This has been an exciting summer at Saint Vincent. In addition to the 49th Steelers training camp and a number of other large groups visiting campus, the College’s observatory housing our 14-inch Schmidt-Cassegrain telescope saw its first light. Dr. Vanden Berk, Brother Lawrence and I with students Stephen Castine and Logan Tautkus-berry have been improving the observatory, enhancing the telescope’s tracking and pointing, and testing CCD camera over the past two months. Several clear nights have allowed the work to move forward. The image to the right is of the Great Cluster in Hercules, M13, taken on August 4th. This globular star cluster contains approximately 300,000 stars and is one of the oldest structures in the Milky Way galaxy, forming about 11.5 billion years ago. This cluster orbits the center of the Milky Way and is 22,000 light years from the Sun.
The images to the left are of M57, the Ring Nebula. This is a shell of gas around a star at the end of its life cycle. As the star’s core reaches a point it can no longer generate the energy needed to support itself against gravity, the core collapses inward causing a brief but intense brightening that ejects the outer atmosphere of the star outward. This stage in the star’s life is called the planetary nebula. Our sun will one day go through this stage before becoming a white dwarf star. The first of the two images above is a black and white image taken through a filter that is sensitive to emission from Hydrogen gas. The second was created by taking three images through different filters and combining them to produce a color image. The final image to the right is the nucleus of the Andromeda Galaxy in color. The light captured in this image traveled for the last 2.2 million years to cover the distance between the Milky Way, our galaxy, and Andromeda. Longer exposures would capture a disk of stars around the bright nucleus similar to the Milky Way. We expect to be taking more images on clear nights over the upcoming months.
Each August, between the 10th and 13th, the Perseid meteor shower graces the summer night sky. As earth passes through the orbit of the comet Swift-Tuttle, which is littered with dust particles, trails of the vaporizing debris streak out of the eastern sky at a rate of 30 to 60 per hour. This year, a nearly full moon will mask most of the trails. However, in the early evening, before the moon rises toward the end of the week, you may be able to catch some of the “shooting stars”. Each streak is a small piece of a comet.
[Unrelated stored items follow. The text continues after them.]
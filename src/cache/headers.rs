//! Freshness metadata derived from HTTP response headers.
//!
//! Every stored response carries two expiry instants:
//!
//! - `soft_expires`: until then the entry is served without touching the
//!   network. After it, the cached bytes are still delivered but a
//!   background revalidation is started.
//! - `expires`: after it, the entry must be revalidated before use.
//!
//! A response without any freshness headers expires immediately; it is
//! still stored so a later request can revalidate with its validators.

use chrono::{DateTime, Utc};
use reqwest::header::{
    CACHE_CONTROL, DATE, ETAG, EXPIRES, HeaderMap, HeaderName, HeaderValue, LAST_MODIFIED,
};
use serde::{Deserialize, Serialize};

/// Parsed `Cache-Control` directives the cache acts on.
#[derive(Debug, Clone, Copy, Default, PartialEq, Eq)]
pub struct CacheControl {
    pub max_age: Option<u64>,
    pub stale_while_revalidate: Option<u64>,
    pub no_cache: bool,
    pub no_store: bool,
    pub must_revalidate: bool,
}

impl CacheControl {
    pub fn parse(header: &str) -> Self {
        let mut control = Self::default();
        for directive in header.split(',') {
            let directive = directive.trim().to_ascii_lowercase();
            match directive.as_str() {
                "no-cache" => control.no_cache = true,
                "no-store" => control.no_store = true,
                "must-revalidate" | "proxy-revalidate" => control.must_revalidate = true,
                _ => {
                    if let Some(seconds) = directive.strip_prefix("max-age=") {
                        control.max_age = seconds.trim_matches('"').parse().ok();
                    } else if let Some(seconds) = directive.strip_prefix("stale-while-revalidate=")
                    {
                        control.stale_while_revalidate = seconds.trim_matches('"').parse().ok();
                    }
                }
            }
        }
        control
    }

    fn is_present(&self) -> bool {
        *self != Self::default()
    }
}

/// Validators and expiry instants stored alongside a cached body.
///
/// Instants are Unix epoch milliseconds; `0` means "unknown".
#[derive(Debug, Clone, Default, PartialEq, Eq, Serialize, Deserialize)]
pub struct CacheMetadata {
    pub etag: Option<String>,
    /// Raw `Last-Modified` value, echoed back in `If-Modified-Since`.
    pub last_modified: Option<String>,
    pub server_date: i64,
    pub soft_expires: i64,
    pub expires: i64,
    /// Response headers replayed on a cache hit.
    pub headers: Vec<(String, String)>,
}

impl CacheMetadata {
    /// The entry must be revalidated before it is used.
    pub fn is_expired(&self, now: i64) -> bool {
        self.expires <= now
    }

    /// The entry may be served, but should be refreshed in the background.
    pub fn refresh_needed(&self, now: i64) -> bool {
        self.soft_expires <= now
    }

    pub fn has_validators(&self) -> bool {
        self.etag.is_some() || self.last_modified.is_some()
    }

    /// Stored headers as a `HeaderMap`. Headers that no longer parse are
    /// skipped.
    pub fn header_map(&self) -> HeaderMap {
        let mut map = HeaderMap::with_capacity(self.headers.len());
        for (name, value) in &self.headers {
            if let (Ok(name), Ok(value)) = (
                HeaderName::from_bytes(name.as_bytes()),
                HeaderValue::from_str(value),
            ) {
                map.append(name, value);
            }
        }
        map
    }

    /// Apply a `304 Not Modified` answer: new expiry instants, and any
    /// header the server resent replaces the stored one.
    pub fn refreshed(&self, fresh: CacheMetadata) -> CacheMetadata {
        let mut headers = self.headers.clone();
        for (name, value) in fresh.headers {
            headers.retain(|(n, _)| !n.eq_ignore_ascii_case(&name));
            headers.push((name, value));
        }
        CacheMetadata {
            etag: fresh.etag.or_else(|| self.etag.clone()),
            last_modified: fresh.last_modified.or_else(|| self.last_modified.clone()),
            server_date: fresh.server_date,
            soft_expires: fresh.soft_expires,
            expires: fresh.expires,
            headers,
        }
    }
}

/// Current time in Unix epoch milliseconds.
pub fn now_millis() -> i64 {
    Utc::now().timestamp_millis()
}

/// Derive cache metadata from response headers at local time `now`.
///
/// Returns `None` when the response must not be stored (`no-store`).
pub fn parse_cache_headers(headers: &HeaderMap, now: i64) -> Option<CacheMetadata> {
    let text = |name: HeaderName| {
        headers
            .get(name)
            .and_then(|v| v.to_str().ok())
            .map(str::to_string)
    };

    let control = headers
        .get_all(CACHE_CONTROL)
        .iter()
        .filter_map(|v| v.to_str().ok())
        .collect::<Vec<_>>()
        .join(",");
    let control = CacheControl::parse(&control);
    if control.no_store {
        return None;
    }

    let server_date = text(DATE).and_then(|d| parse_http_date(&d)).unwrap_or(0);
    let server_expires = text(EXPIRES).and_then(|d| parse_http_date(&d)).unwrap_or(0);

    let (soft_expires, expires) = if control.is_present() {
        let max_age = if control.no_cache {
            0
        } else {
            control.max_age.unwrap_or(0)
        };
        let soft = now.saturating_add(seconds_to_millis(max_age));
        let hard = if control.must_revalidate || control.no_cache {
            soft
        } else {
            soft.saturating_add(seconds_to_millis(
                control.stale_while_revalidate.unwrap_or(0),
            ))
        };
        (soft, hard)
    } else if server_date > 0 && server_expires >= server_date {
        let soft = now.saturating_add(server_expires - server_date);
        (soft, soft)
    } else {
        (0, 0)
    };

    let stored = headers
        .iter()
        .filter_map(|(name, value)| {
            value
                .to_str()
                .ok()
                .map(|v| (name.as_str().to_string(), v.to_string()))
        })
        .collect();

    Some(CacheMetadata {
        etag: text(ETAG),
        last_modified: text(LAST_MODIFIED),
        server_date,
        soft_expires,
        expires,
        headers: stored,
    })
}

/// Parse an RFC 7231 HTTP date into epoch milliseconds.
pub fn parse_http_date(value: &str) -> Option<i64> {
    DateTime::parse_from_rfc2822(value.trim())
        .ok()
        .map(|d| d.timestamp_millis())
}

fn seconds_to_millis(seconds: u64) -> i64 {
    i64::try_from(seconds.saturating_mul(1000)).unwrap_or(i64::MAX)
}

#[cfg(test)]
mod tests {
    use super::*;

    const NOW: i64 = 1_700_000_000_000;

    fn headers(pairs: &[(&'static str, &'static str)]) -> HeaderMap {
        let mut map = HeaderMap::new();
        for (name, value) in pairs {
            map.append(
                HeaderName::from_static(name),
                HeaderValue::from_static(value),
            );
        }
        map
    }

    #[test]
    fn control_directives() {
        let control = CacheControl::parse("public, Max-Age=60, stale-while-revalidate=30");
        assert_eq!(control.max_age, Some(60));
        assert_eq!(control.stale_while_revalidate, Some(30));
        assert!(!control.no_store);
    }

    #[test]
    fn no_store_is_never_cached() {
        assert!(parse_cache_headers(&headers(&[("cache-control", "no-store")]), NOW).is_none());
    }

    #[test]
    fn max_age_sets_soft_and_hard_expiry() {
        let meta = parse_cache_headers(
            &headers(&[("cache-control", "max-age=60, stale-while-revalidate=30")]),
            NOW,
        )
        .unwrap();
        assert_eq!(meta.soft_expires, NOW + 60_000);
        assert_eq!(meta.expires, NOW + 90_000);
        assert!(!meta.refresh_needed(NOW + 59_000));
        assert!(meta.refresh_needed(NOW + 61_000));
        assert!(!meta.is_expired(NOW + 61_000));
        assert!(meta.is_expired(NOW + 91_000));
    }

    #[test]
    fn must_revalidate_drops_grace_period() {
        let meta = parse_cache_headers(
            &headers(&[(
                "cache-control",
                "max-age=10, stale-while-revalidate=30, must-revalidate",
            )]),
            NOW,
        )
        .unwrap();
        assert_eq!(meta.expires, meta.soft_expires);
    }

    #[test]
    fn no_cache_is_stored_but_stale() {
        let meta = parse_cache_headers(
            &headers(&[("cache-control", "no-cache"), ("etag", "\"abc\"")]),
            NOW,
        )
        .unwrap();
        assert!(meta.is_expired(NOW));
        assert_eq!(meta.etag.as_deref(), Some("\"abc\""));
    }

    #[test]
    fn expires_is_relative_to_server_date() {
        let meta = parse_cache_headers(
            &headers(&[
                ("date", "Tue, 15 Nov 1994 08:00:00 GMT"),
                ("expires", "Tue, 15 Nov 1994 08:05:00 GMT"),
            ]),
            NOW,
        )
        .unwrap();
        assert_eq!(meta.soft_expires, NOW + 300_000);
        assert_eq!(meta.expires, NOW + 300_000);
    }

    #[test]
    fn no_freshness_headers_expire_immediately() {
        let meta = parse_cache_headers(
            &headers(&[("last-modified", "Tue, 15 Nov 1994 08:12:31 GMT")]),
            NOW,
        )
        .unwrap();
        assert!(meta.is_expired(NOW));
        assert!(meta.has_validators());
    }

    #[test]
    fn refreshed_keeps_old_validators_and_replaces_headers() {
        let old = CacheMetadata {
            etag: Some("\"v1\"".into()),
            headers: vec![
                ("content-type".into(), "text/plain; charset=ISO-8859-1".into()),
                ("x-old".into(), "1".into()),
            ],
            ..CacheMetadata::default()
        };
        let fresh = CacheMetadata {
            soft_expires: NOW + 1,
            expires: NOW + 2,
            headers: vec![("X-Old".into(), "2".into())],
            ..CacheMetadata::default()
        };
        let merged = old.refreshed(fresh);
        assert_eq!(merged.etag.as_deref(), Some("\"v1\""));
        assert_eq!(merged.expires, NOW + 2);
        let map = merged.header_map();
        assert_eq!(map.get("x-old").unwrap(), "2");
        assert_eq!(
            map.get("content-type").unwrap(),
            "text/plain; charset=ISO-8859-1"
        );
    }
}
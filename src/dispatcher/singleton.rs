//! The process-wide dispatcher.
//!
//! `Unloaded → Loading → Loaded`, with `Loaded` terminal for the life of
//! the process. The whole check-and-create sequence runs under one lock,
//! so concurrent first loaders converge on a single instance.

use std::sync::{Arc, Mutex, MutexGuard, PoisonError};

use image::DynamicImage;
use reqwest::Method;
use tracing::{debug, warn};

use super::builder::{self, CourierBuilder};
use super::Dispatcher;
use crate::identity::DEFAULT_USER_AGENT;
use crate::multipart::MultipartForm;
use crate::request::FireRequest;
use crate::resource::{Resource, SharedParser};
use crate::{CourierError, Params, Result};

enum Slot {
    Unloaded,
    Loading,
    Loaded(Arc<Dispatcher>),
}

static SLOT: Mutex<Slot> = Mutex::new(Slot::Unloaded);

/// Observable state of the process-wide dispatcher.
#[derive(Debug, Clone, Copy, PartialEq, Eq)]
pub enum LoadState {
    Unloaded,
    /// A previous load panicked part-way; the next load starts over.
    Loading,
    Loaded,
}

fn slot() -> MutexGuard<'static, Slot> {
    SLOT.lock().unwrap_or_else(PoisonError::into_inner)
}

pub(super) fn load_with(builder: CourierBuilder) -> Result<Arc<Dispatcher>> {
    let mut slot = slot();
    match &*slot {
        Slot::Loaded(dispatcher) => {
            debug!("dispatcher already loaded");
            return Ok(Arc::clone(dispatcher));
        }
        Slot::Loading => warn!("previous load did not finish, loading again"),
        Slot::Unloaded => {}
    }

    *slot = Slot::Loading;
    match builder::assemble(builder.into_config(), true) {
        Ok(dispatcher) => {
            let dispatcher = Arc::new(dispatcher);
            *slot = Slot::Loaded(Arc::clone(&dispatcher));
            Ok(dispatcher)
        }
        Err(e) => {
            *slot = Slot::Unloaded;
            Err(e)
        }
    }
}

/// Entry point to the process-wide dispatcher.
///
/// ```rust,no_run
/// use courier::{Courier, Method, Resource};
///
/// # fn main() -> courier::Result<()> {
/// Courier::builder().app_name("Shop").load()?;
///
/// let status = Resource::text("https://api.example.com/status");
/// Courier::fire(
///     Method::GET,
///     &status,
///     None,
///     |body| println!("{body}"),
///     |err| eprintln!("{err}"),
/// )?;
/// # Ok(())
/// # }
/// ```
pub struct Courier;

impl Courier {
    pub fn builder() -> CourierBuilder {
        CourierBuilder::new()
    }

    /// Load with the default configuration. Idempotent.
    pub fn load() -> Result<Arc<Dispatcher>> {
        Self::builder().load()
    }

    /// The loaded dispatcher, or [`CourierError::NotLoaded`].
    pub fn instance() -> Result<Arc<Dispatcher>> {
        match &*slot() {
            Slot::Loaded(dispatcher) => Ok(Arc::clone(dispatcher)),
            _ => Err(CourierError::NotLoaded),
        }
    }

    pub fn state() -> LoadState {
        match &*slot() {
            Slot::Unloaded => LoadState::Unloaded,
            Slot::Loading => LoadState::Loading,
            Slot::Loaded(_) => LoadState::Loaded,
        }
    }

    pub fn is_loaded() -> bool {
        Self::state() == LoadState::Loaded
    }

    /// [`Dispatcher::fire`] on the loaded dispatcher.
    ///
    /// Before [`load`](Self::load) this returns
    /// [`CourierError::NotLoaded`] and neither callback runs.
    pub fn fire<T, S, E>(
        method: Method,
        resource: &Resource<T>,
        params: Option<&Params>,
        on_success: S,
        on_error: E,
    ) -> Result<()>
    where
        T: Send + 'static,
        S: FnOnce(T) + Send + 'static,
        E: FnOnce(CourierError) + Send + 'static,
    {
        Self::instance()?.fire(method, resource, params, on_success, on_error);
        Ok(())
    }

    /// [`Dispatcher::fire_templated`] on the loaded dispatcher.
    pub fn fire_templated<T, S, E>(
        method: Method,
        resource: &Resource<T>,
        placeholders: Option<&Params>,
        params: Option<&Params>,
        on_success: S,
        on_error: E,
    ) -> Result<()>
    where
        T: Send + 'static,
        S: FnOnce(T) + Send + 'static,
        E: FnOnce(CourierError) + Send + 'static,
    {
        Self::instance()?.fire_templated(
            method,
            resource,
            placeholders,
            params,
            on_success,
            on_error,
        );
        Ok(())
    }

    /// [`Dispatcher::submit`] on the loaded dispatcher.
    pub fn submit<T, S, E>(
        request: FireRequest,
        parser: SharedParser<T>,
        on_success: S,
        on_error: E,
    ) -> Result<()>
    where
        T: Send + 'static,
        S: FnOnce(T) + Send + 'static,
        E: FnOnce(CourierError) + Send + 'static,
    {
        Self::instance()?.submit(request, parser, on_success, on_error);
        Ok(())
    }

    /// [`Dispatcher::fire_multipart`] on the loaded dispatcher.
    pub fn fire_multipart<T, S, E>(
        method: Method,
        resource: &Resource<T>,
        placeholders: Option<&Params>,
        form: MultipartForm,
        on_success: S,
        on_error: E,
    ) -> Result<()>
    where
        T: Send + 'static,
        S: FnOnce(T) + Send + 'static,
        E: FnOnce(CourierError) + Send + 'static,
    {
        Self::instance()?.fire_multipart(method, resource, placeholders, form, on_success, on_error);
        Ok(())
    }

    /// [`Dispatcher::fetch_image`] on the loaded dispatcher.
    pub fn fetch_image<S, E>(
        url: impl Into<String>,
        max_width: Option<u32>,
        max_height: Option<u32>,
        on_success: S,
        on_error: E,
    ) -> Result<()>
    where
        S: FnOnce(Arc<DynamicImage>) + Send + 'static,
        E: FnOnce(CourierError) + Send + 'static,
    {
        Self::instance()?.fetch_image(url, max_width, max_height, on_success, on_error);
        Ok(())
    }

    /// User agent of the loaded dispatcher, or the built-in default.
    pub fn user_agent() -> String {
        match &*slot() {
            Slot::Loaded(dispatcher) => dispatcher.user_agent().to_string(),
            _ => DEFAULT_USER_AGENT.to_string(),
        }
    }
}
//! Room membership table for the relay server.
//!
//! Tracks which connections belong to which rooms, plus the reverse index
//! used to clear a connection out of every room on disconnect. Membership
//! changes only through explicit join/leave and disconnect cleanup; nothing
//! is inferred from message content.
//!
//! Entries are ephemeral — lost on relay restart, same as the connection
//! registry. Clients re-emit their joins on reconnect.

use std::collections::{HashMap, HashSet};

use tokio::sync::RwLock;

use crate::relay::ConnectionId;

/// A named broadcast group.
///
/// The two room kinds the relay knows about: per-user rooms (named by phone
/// number, reaching all of a user's sessions) and per-conversation rooms
/// (named by the conversation key, reaching viewers of one chat).
#[derive(Debug, Clone, PartialEq, Eq, Hash)]
pub enum RoomName {
    /// All sessions authenticated as one user.
    User(String),
    /// All sessions with one conversation open.
    Conversation(String),
}

impl std::fmt::Display for RoomName {
    fn fmt(&self, f: &mut std::fmt::Formatter<'_>) -> std::fmt::Result {
        match self {
            Self::User(phone) => write!(f, "user-{phone}"),
            Self::Conversation(key) => write!(f, "conversation-{key}"),
        }
    }
}

#[derive(Default)]
struct Membership {
    /// Room name → current members.
    members: HashMap<RoomName, HashSet<ConnectionId>>,
    /// Connection → rooms it has joined (for disconnect cleanup).
    joined: HashMap<ConnectionId, HashSet<RoomName>>,
}

/// In-memory membership table mapping rooms to connection sets.
///
/// Both directions of the mapping live behind one [`RwLock`] so every
/// join/leave/disconnect mutation is atomic with respect to broadcasts.
pub struct RoomTable {
    inner: RwLock<Membership>,
}

impl Default for RoomTable {
    fn default() -> Self {
        Self::new()
    }
}

impl RoomTable {
    /// Creates a new, empty membership table.
    #[must_use]
    pub fn new() -> Self {
        Self {
            inner: RwLock::new(Membership::default()),
        }
    }

    /// Adds a connection to a room.
    ///
    /// Idempotent: joining a room the connection is already in is a no-op.
    /// Returns `true` if the connection was newly added.
    pub async fn join(&self, conn: ConnectionId, room: RoomName) -> bool {
        let mut guard = self.inner.write().await;
        let inner = &mut *guard;
        let added = inner.members.entry(room.clone()).or_default().insert(conn);
        if added {
            inner.joined.entry(conn).or_default().insert(room);
        }
        added
    }

    /// Removes a connection from a room.
    ///
    /// Returns `true` if the connection was a member. Empty rooms are
    /// dropped from the table.
    pub async fn leave(&self, conn: ConnectionId, room: &RoomName) -> bool {
        let mut guard = self.inner.write().await;
        let inner = &mut *guard;

        let Some(members) = inner.members.get_mut(room) else {
            return false;
        };
        let removed = members.remove(&conn);
        let room_emptied = removed && members.is_empty();
        if room_emptied {
            inner.members.remove(room);
        }
        if removed {
            let conn_emptied = inner.joined.get_mut(&conn).is_some_and(|rooms| {
                rooms.remove(room);
                rooms.is_empty()
            });
            if conn_emptied {
                inner.joined.remove(&conn);
            }
        }
        removed
    }

    /// Removes a connection from every room it joined.
    ///
    /// Returns the number of rooms the connection was removed from. This is
    /// the disconnect path; it is unconditional and leaves no trace of the
    /// connection in the table.
    pub async fn remove_connection(&self, conn: ConnectionId) -> usize {
        let mut guard = self.inner.write().await;
        let inner = &mut *guard;

        let Some(rooms) = inner.joined.remove(&conn) else {
            return 0;
        };
        let count = rooms.len();
        for room in rooms {
            let emptied = inner.members.get_mut(&room).is_some_and(|members| {
                members.remove(&conn);
                members.is_empty()
            });
            if emptied {
                inner.members.remove(&room);
            }
        }
        count
    }

    /// Returns the members of a room, excluding one connection.
    ///
    /// The exclusion is how broadcasts skip their sender. An unknown room
    /// yields an empty list.
    pub async fn members_except(&self, room: &RoomName, exclude: ConnectionId) -> Vec<ConnectionId> {
        let inner = self.inner.read().await;
        inner.members.get(room).map_or_else(Vec::new, |members| {
            members.iter().copied().filter(|c| *c != exclude).collect()
        })
    }

    /// Returns whether a connection is currently a member of a room.
    pub async fn is_member(&self, room: &RoomName, conn: ConnectionId) -> bool {
        let inner = self.inner.read().await;
        inner.members.get(room).is_some_and(|m| m.contains(&conn))
    }

    /// Returns the number of members currently in a room.
    pub async fn member_count(&self, room: &RoomName) -> usize {
        let inner = self.inner.read().await;
        inner.members.get(room).map_or(0, HashSet::len)
    }

    /// Returns the number of rooms the table currently holds.
    pub async fn room_count(&self) -> usize {
        let inner = self.inner.read().await;
        inner.members.len()
    }
}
Last week, after ten years of traveling through the solar system, the European space craft Rosetta rendezvoused with the nucleus of another comet Churyumov-Gerasimeniko between the orbits of Jupiter and Mars. Nicknamed the Rubber Duck comet because lower-resolution images resemble the bathtub toy, the nucleus shape may be caused by asymmetric melting, the merger of two smaller comets, or it may imply that the nucleus is a loosely-bound debris pile. The image below is the highest resolution image ever taken of a comet (APOD: ESA / Rosetta / MPS for OSIRIS Team; MPS/UPD/LAM/IAA/SSO/INTA/UPM/DASP/IDA). Later this year scientists hope to land a probe from Rosetta on the surface to help unlock the mystery of its shape and better understand comets.
Dr. John Smetanka,
Dr. John J. Smetanka has been a member of the full-time faculty since 1997 and currently serves as the Vice President for Academic Affairs and Academic Dean of Saint Vincent College, a position he has held since January, 2008.